For months, Tenet had been pressing Rice to set a clear counterterrorism policy, including specific presidential orders called “findings” that would give the CIA stronger authority to conduct covert action against bin Laden. Perhaps a dramatic appearance — Black called it an “out of cycle” session, beyond Tenet’s regular weekly meeting with Rice — would get her attention. …
Tenet and Black felt they were not getting through to Rice. She was polite, but they felt the brush-off. President Bush had said he didn’t want to swat at flies.
As they all knew, a coherent plan for covert action against bin Laden was in the pipeline, but it would take some time. In recent closed-door meetings the entire National Security Council apparatus had been considering action against bin Laden, including using a new secret weapon: the Predator unmanned aerial vehicle, or drone, that could fire Hellfire missiles to kill him or his lieutenants. It looked like a possible solution, but there was a raging debate between the CIA and the Pentagon about who would pay for it and who would have authority to shoot.
Besides, Rice seemed focused on other administration priorities, especially the ballistic missile defense system that Bush had campaigned on. She was in a different place.
Tenet left the meeting feeling frustrated. Though Rice had given them a fair hearing, no immediate action meant great risk. Black felt the decision to just keep planning was a sustained policy failure. Rice and the Bush team had been in hibernation too long. “Adults should not have a system like this,” he said later. …
… Afterward, Tenet looked back on the meeting with Rice as a tremendous lost opportunity to prevent or disrupt the Sept. 11 attacks. Rice could have gotten through to Bush on the threat, but she just didn’t get it in time, Tenet thought. He felt that he had done his job and had been very direct about the threat, but that Rice had not moved quickly. He felt she was not organized and did not push people, as he tried to do at the CIA.
Black later said, “The only thing we didn’t do was pull the trigger to the gun we were holding to her head.”
Editor’s Note: How much effort the Bush administration made in going after Osama bin Laden before the attacks of Sept. 11, 2001, became an issue last week after former president Bill Clinton accused President Bush’s “neocons” and other Republicans of ignoring bin Laden until the attacks. Rice responded in an interview that “what we did in the eight months was at least as aggressive as what the Clinton administration did in the preceding years.”
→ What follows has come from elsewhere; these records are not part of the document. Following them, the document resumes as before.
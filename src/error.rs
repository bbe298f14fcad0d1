use thiserror::Error;

/// Application-wide error types.
///
/// Every failure a request can hit funnels into one of these variants;
/// the HTTP mapping lives in `api::errors`.
#[derive(Debug, Error)]
pub enum AppError {
    /// Network-level failure reaching Reddit or the store (DNS, connect, timeout).
    #[error("transport error: {0}")]
    Transport(String),

    /// The token endpoint answered with a non-200 status.
    #[error("upstream auth rejected: {0}")]
    UpstreamAuth(String),

    /// A Reddit data endpoint answered with a non-200 status.
    #[error("invalid request {status}: {body}")]
    UpstreamStatus { status: u16, body: String },

    /// The store could not be reached at startup.
    #[error("store connection failed: {0}")]
    StoreConnection(String),

    /// A store operation failed while serving a request.
    #[error("store operation failed: {0}")]
    StoreOperation(String),

    #[error("not found: {0}")]
    NotFound(String),

    /// Malformed path or body parameters.
    #[error("invalid parameter: {0}")]
    Validation(String),

    /// Missing or malformed environment configuration.
    #[error("configuration error: {0}")]
    Config(String),
}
Right now I need to take a time out and, I don’t know, throw some plates at the wall, or smash pumpkins, or something.
This morning the fine point under discussion is what did the 9/11 Commission and other investigators know about this meeting, and when did they know it? Another paragraph from Woodward:
The July 10 meeting between Tenet, Black and Rice went unmentioned in the various reports of investigations into the Sept. 11 attacks, but it stood out in the minds of Tenet and Black as the starkest warning they had given the White House on bin Laden and al-Qaeda. Though the investigators had access to all the paperwork on the meeting, Black felt there were things the commissions wanted to know about and things they didn’t want to know about.
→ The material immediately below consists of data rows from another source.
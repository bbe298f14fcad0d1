use axum::extract::Request;
use axum::http::{HeaderValue, Uri};
use axum::middleware::{self, Next};
use axum::response::Response;
use axum::routing::{delete, get};
use axum::{Json, Router};
use tower_http::compression::CompressionLayer;
use tower_http::services::ServeDir;
use tower_http::trace::TraceLayer;

use crate::api::{collections, history, reddit};
use crate::error::AppError;
use crate::state::AppState;

async fn welcome() -> Json<serde_json::Value> {
    Json(serde_json::json!({ "message": "welcome" }))
}

/// Catch-all for unmatched routes; the error mapping turns it into a 404.
async fn not_found(uri: Uri) -> AppError {
    AppError::NotFound(format!("no route for {uri}"))
}

/// Stamp how long the request took onto the response.
async fn response_time(request: Request, next: Next) -> Response {
    let started = std::time::Instant::now();
    let mut response = next.run(request).await;

    let elapsed_ms = started.elapsed().as_secs_f64() * 1000.0;
    if let Ok(value) = HeaderValue::from_str(&format!("{elapsed_ms:.3}ms")) {
        response.headers_mut().insert("x-response-time", value);
    }

    response
}

/// Build the gateway router with all state injected explicitly.
pub fn router(state: AppState) -> Router {
    Router::new()
        .route("/", get(welcome))
        .route("/reddit/me/info", get(reddit::me_handler))
        .route("/reddit/search/user/{user}", get(reddit::user_search_handler))
        .route(
            "/reddit/search/posts/{search_term}",
            get(reddit::post_search_handler),
        )
        .route(
            "/reddit/search/comments/{post_id}/{*permalink}",
            get(reddit::comments_handler),
        )
        .route(
            "/reddit/search/{search_term}",
            get(reddit::subreddit_search_handler),
        )
        .route(
            "/reddit/search/history",
            delete(history::delete_history_handler),
        )
        .route(
            "/api/db/collections/{collection}/{page}/{limit}",
            get(collections::page_handler),
        )
        .route(
            "/api/db/collections/count/{collection}",
            get(collections::count_handler),
        )
        .route("/api/db/list/collections", get(collections::list_handler))
        .nest_service("/public", ServeDir::new("public"))
        .fallback(not_found)
        .layer(middleware::from_fn(response_time))
        .layer(CompressionLayer::new())
        .layer(TraceLayer::new_for_http())
        .with_state(state)
}
//! Common component tests.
The July 10 meeting of Rice, Tenet and Black went unmentioned in various investigations into the Sept. 11 attacks, and Woodward wrote that Black “felt there were things the commissions wanted to know about and things they didn’t want to know about.”
Jamie S. Gorelick, a member of the Sept. 11 commission, said she checked with commission staff members who told her investigators were never told about a July 10 meeting. “We didn’t know about the meeting itself,” she said. “I can assure you it would have been in our report if we had known to ask about it.”
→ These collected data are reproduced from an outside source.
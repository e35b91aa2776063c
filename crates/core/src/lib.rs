//! Virtual memory simulation core.
//!
//! * [`common`] decomposes virtual addresses into x86_64 4-level page table
//!   indices and rebuilds physical addresses from frame numbers.
//! * [`crate::core::mmu`] translates an address through an external mapping
//!   source and models a fully associative TLB.
//! * [`crate::core::paging`] models demand paging over a small frame table.
//!
//! Both engines pick victims from the same policy family
//! ([`Policy`]): LRU, FIFO, Random and Clock.

pub mod common;
pub mod config;
pub mod core;
pub mod stats;

pub use crate::common::{ConfigError, MappingError, PageIndices, PhysAddr, VirtAddr, decompose};
pub use crate::config::Config;
pub use crate::core::mmu::pagemap::{MappingSource, ProcPagemap, RawMapping};
pub use crate::core::mmu::{FailureReason, TranslationResult, translate};
pub use crate::core::{FrameTable, Mmu, Policy, Tlb};
pub use crate::stats::Stats;
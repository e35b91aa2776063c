//! Simulator configuration.
//!
//! Every field has a default, so an empty TOML document is a valid
//! configuration:
//!
//! ```toml
//! [tlb]
//! entries = 16
//! policy = "LRU"      # LRU, FIFO, RANDOM or CLOCK
//!
//! [paging]
//! frames = 4
//! policy = "CLOCK"
//! seed = 42           # fixes the RANDOM victim sequence
//! ```

use serde::{Deserialize, Serialize};

use crate::common::ConfigError;
use crate::common::constants::{DEFAULT_FRAMES, DEFAULT_TLB_ENTRIES};
use crate::core::policies::Policy;

#[derive(Clone, Debug, Default, PartialEq, Serialize, Deserialize)]
#[serde(default, deny_unknown_fields)]
pub struct Config {
    pub tlb: TlbConfig,
    pub paging: PagingConfig,
}

#[derive(Clone, Debug, PartialEq, Serialize, Deserialize)]
#[serde(default, deny_unknown_fields)]
pub struct TlbConfig {
    /// Number of entries, `1..=1024`. Checked when the TLB is built.
    pub entries: usize,
    pub policy: Policy,
    pub seed: Option<u64>,
}

impl Default for TlbConfig {
    fn default() -> Self {
        Self {
            entries: DEFAULT_TLB_ENTRIES,
            policy: Policy::Lru,
            seed: None,
        }
    }
}

#[derive(Clone, Debug, PartialEq, Serialize, Deserialize)]
#[serde(default, deny_unknown_fields)]
pub struct PagingConfig {
    /// Number of physical frames; clamped into range when the table is built.
    pub frames: usize,
    pub policy: Policy,
    pub seed: Option<u64>,
}

impl Default for PagingConfig {
    fn default() -> Self {
        Self {
            frames: DEFAULT_FRAMES,
            policy: Policy::Lru,
            seed: None,
        }
    }
}

impl Config {
    /// Parses a TOML document.
    ///
    /// # Errors
    ///
    /// Returns [`ConfigError::Parse`] for malformed TOML, unknown keys or
    /// an unknown policy name.
    pub fn from_toml_str(src: &str) -> Result<Self, ConfigError> {
        Ok(toml::from_str(src)?)
    }
}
White House and State Department officials yesterday confirmed that the July 10 meeting took place, although they took issue with Woodward’s portrayal of its results. State Department spokesman Sean McCormack, responding on behalf of Rice, said Tenet and Black had never publicly expressed any frustration with her response.
“This is the first time these thoughts and feelings associated with that meeting have been expressed,” McCormack said. “People are free to revise and extend their remarks, but that is certainly not the story that was told to the 9/11 commission.”
Tenet and Black did not respond to messages yesterday.
Yesterday Greg Mitchell at Editor & Publisher reported on Peter Baker’s story. This rightie blogger accuses Mitchell of a cover up because he left out the part about “Though the investigators had access to all the paperwork on the meeting, Black felt there were things the commissions wanted to know about and things they didn’t want to know about.”
Reading the excerpt and the Peter Baker story together, my impression is that because no one spoke of the July 10 meeting in testimony before the commission, the commissioners overlooked it. There may be nothing remarkable in the paperwork, nothing that calls out Tenet and Black’s concerns, and such paperwork would have been part of several truckloads of paperwork the commissioners were given.
Or, maybe Tenet and Black are exaggerating the significance of the meeting now because they’re trying to cover their own butts for the record.
Or, maybe the commissioners were doing their best to be “fair” to the White House, meaning they didn’t follow up information that made Bush and his team look bad unless it got into public record.
Many things are possible. Certainly there are a lot of questions that remain unanswered about 9/11. I strongly suspect that if we were to wade through all the little details in all the documentation given the 9/11 commission, we would find lots more interesting stuff.